Saved data entries:
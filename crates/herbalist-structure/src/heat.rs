//! Heat oracle backed by the grid under a master cell.

use crate::cell::{Block, CellPos};
use herbalist_core::machine::HeatSource;
use std::collections::BTreeMap;

/// Scans the 3x3 area one layer below the master for a heat source.
#[derive(Debug, Clone, Copy)]
pub struct GridHeat<'a> {
    blocks: &'a BTreeMap<CellPos, Block>,
    master: CellPos,
}

impl<'a> GridHeat<'a> {
    pub fn new(blocks: &'a BTreeMap<CellPos, Block>, master: CellPos) -> Self {
        Self { blocks, master }
    }

    fn below(&self) -> impl Iterator<Item = CellPos> + '_ {
        let base = self.master.down();
        (-1..=1).flat_map(move |dz| {
            (-1..=1).map(move |dx| CellPos::new(base.x + dx, base.y, base.z + dz))
        })
    }
}

impl HeatSource for GridHeat<'_> {
    fn has_heat(&self) -> bool {
        self.below().any(|pos| {
            self.blocks
                .get(&pos)
                .and_then(Block::plain_kind)
                .is_some_and(|kind| kind.is_heat_source())
        })
    }
}

#[cfg(test)]
mod tests {
    use super::*;
    use crate::cell::BlockKind;

    #[test]
    fn empty_grid_is_cold() {
        let blocks = BTreeMap::new();
        assert!(!GridHeat::new(&blocks, CellPos::new(0, 5, 0)).has_heat());
    }

    #[test]
    fn fire_in_corner_below_heats() {
        let mut blocks = BTreeMap::new();
        blocks.insert(CellPos::new(1, 4, -1), Block::Plain(BlockKind::Fire));
        assert!(GridHeat::new(&blocks, CellPos::new(0, 5, 0)).has_heat());
    }

    #[test]
    fn unlit_campfire_and_distant_fire_are_cold() {
        let mut blocks = BTreeMap::new();
        blocks.insert(
            CellPos::new(0, 4, 0),
            Block::Plain(BlockKind::Campfire { lit: false }),
        );
        blocks.insert(CellPos::new(2, 4, 0), Block::Plain(BlockKind::Lava));
        blocks.insert(CellPos::new(0, 3, 0), Block::Plain(BlockKind::Magma));
        assert!(!GridHeat::new(&blocks, CellPos::new(0, 5, 0)).has_heat());
    }
}
//! Issue repository trait.

use crate::error::MetadataResult;
use crate::models::IssueRow;
use async_trait::async_trait;
use uuid::Uuid;

/// Repository for issues.
#[async_trait]
pub trait IssueRepo: Send + Sync {
    /// Create an issue. The referenced volume must exist.
    async fn create_issue(&self, issue: &IssueRow) -> MetadataResult<()>;

    /// Get an issue by ID.
    async fn get_issue(&self, issue_id: Uuid) -> MetadataResult<Option<IssueRow>>;

    /// Get an issue by slug.
    async fn get_issue_by_slug(&self, slug: &str) -> MetadataResult<Option<IssueRow>>;

    /// List all issues, newest first.
    async fn list_issues(&self) -> MetadataResult<Vec<IssueRow>>;

    /// Delete an issue together with its articles in one transaction.
    /// Returns the number of articles removed.
    async fn delete_issue(&self, issue_id: Uuid) -> MetadataResult<u64>;
}
//! HTTP request handlers.

pub mod admin;
pub mod articles;
pub mod auth;
pub mod common;
pub mod health;
pub mod issues;
pub mod submissions;
pub mod volumes;

pub use admin::*;
pub use articles::*;
pub use auth::*;
pub use common::*;
pub use health::*;
pub use issues::*;
pub use submissions::*;
pub use volumes::*;
//! Storage test utilities.

use async_trait::async_trait;
use bytes::Bytes;
use folio_storage::{ByteStream, ObjectMeta, ObjectStore, StorageError, StorageResult};
use std::io;
use std::sync::{Arc, Mutex};
use std::sync::atomic::{AtomicBool, AtomicU32, Ordering};

/// Wraps a real backend and injects failures on demand.
/// Note: #[allow(dead_code)] because each test file compiles common/ separately.
#[allow(dead_code)]
pub struct FaultyStore {
    inner: Arc<dyn ObjectStore>,
    failing_puts: AtomicU32,
    put_calls: AtomicU32,
    fail_deletes: AtomicBool,
    failing_prefix: Mutex<Option<String>>,
    stored_keys: Mutex<Vec<String>>,
}

#[allow(dead_code)]
impl FaultyStore {
    pub fn new(inner: Arc<dyn ObjectStore>) -> Self {
        Self {
            inner,
            failing_puts: AtomicU32::new(0),
            put_calls: AtomicU32::new(0),
            fail_deletes: AtomicBool::new(false),
            failing_prefix: Mutex::new(None),
            stored_keys: Mutex::new(Vec::new()),
        }
    }

    /// Fail the next `n` puts.
    pub fn fail_next_puts(&self, n: u32) {
        self.failing_puts.store(n, Ordering::SeqCst);
    }

    pub fn fail_deletes(&self, fail: bool) {
        self.fail_deletes.store(fail, Ordering::SeqCst);
    }

    /// Fail every put whose key starts with `prefix`.
    pub fn fail_puts_under(&self, prefix: &str) {
        *self.failing_prefix.lock().unwrap() = Some(prefix.to_string());
    }

    /// Keys of every successful put, in order.
    pub fn stored_keys(&self) -> Vec<String> {
        self.stored_keys.lock().unwrap().clone()
    }

    pub fn put_calls(&self) -> u32 {
        self.put_calls.load(Ordering::SeqCst)
    }

    fn unavailable(op: &str) -> StorageError {
        StorageError::Io(io::Error::new(
            io::ErrorKind::ConnectionReset,
            format!("injected {op} failure"),
        ))
    }
}

#[async_trait]
impl ObjectStore for FaultyStore {
    async fn exists(&self, key: &str) -> StorageResult<bool> {
        self.inner.exists(key).await
    }

    async fn head(&self, key: &str) -> StorageResult<ObjectMeta> {
        self.inner.head(key).await
    }

    async fn get(&self, key: &str) -> StorageResult<Bytes> {
        self.inner.get(key).await
    }

    async fn get_stream(&self, key: &str) -> StorageResult<ByteStream> {
        self.inner.get_stream(key).await
    }

    async fn put(&self, key: &str, data: Bytes, content_type: &str) -> StorageResult<()> {
        self.put_calls.fetch_add(1, Ordering::SeqCst);
        let should_fail = self
            .failing_puts
            .fetch_update(Ordering::SeqCst, Ordering::SeqCst, |n| n.checked_sub(1))
            .is_ok();
        let under_prefix = self
            .failing_prefix
            .lock()
            .unwrap()
            .as_deref()
            .is_some_and(|prefix| key.starts_with(prefix));
        if should_fail || under_prefix {
            return Err(Self::unavailable("put"));
        }
        self.inner.put(key, data, content_type).await?;
        self.stored_keys.lock().unwrap().push(key.to_string());
        Ok(())
    }

    async fn delete(&self, key: &str) -> StorageResult<()> {
        if self.fail_deletes.load(Ordering::SeqCst) {
            return Err(Self::unavailable("delete"));
        }
        self.inner.delete(key).await
    }

    fn public_url(&self, key: &str) -> String {
        self.inner.public_url(key)
    }

    fn backend_name(&self) -> &'static str {
        "faulty"
    }
}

» **DIRECTIONS**: Say how many lines in the data above contain the string "HeatSource", and give no other output.

» **EXERCISE RESPONSE**: 2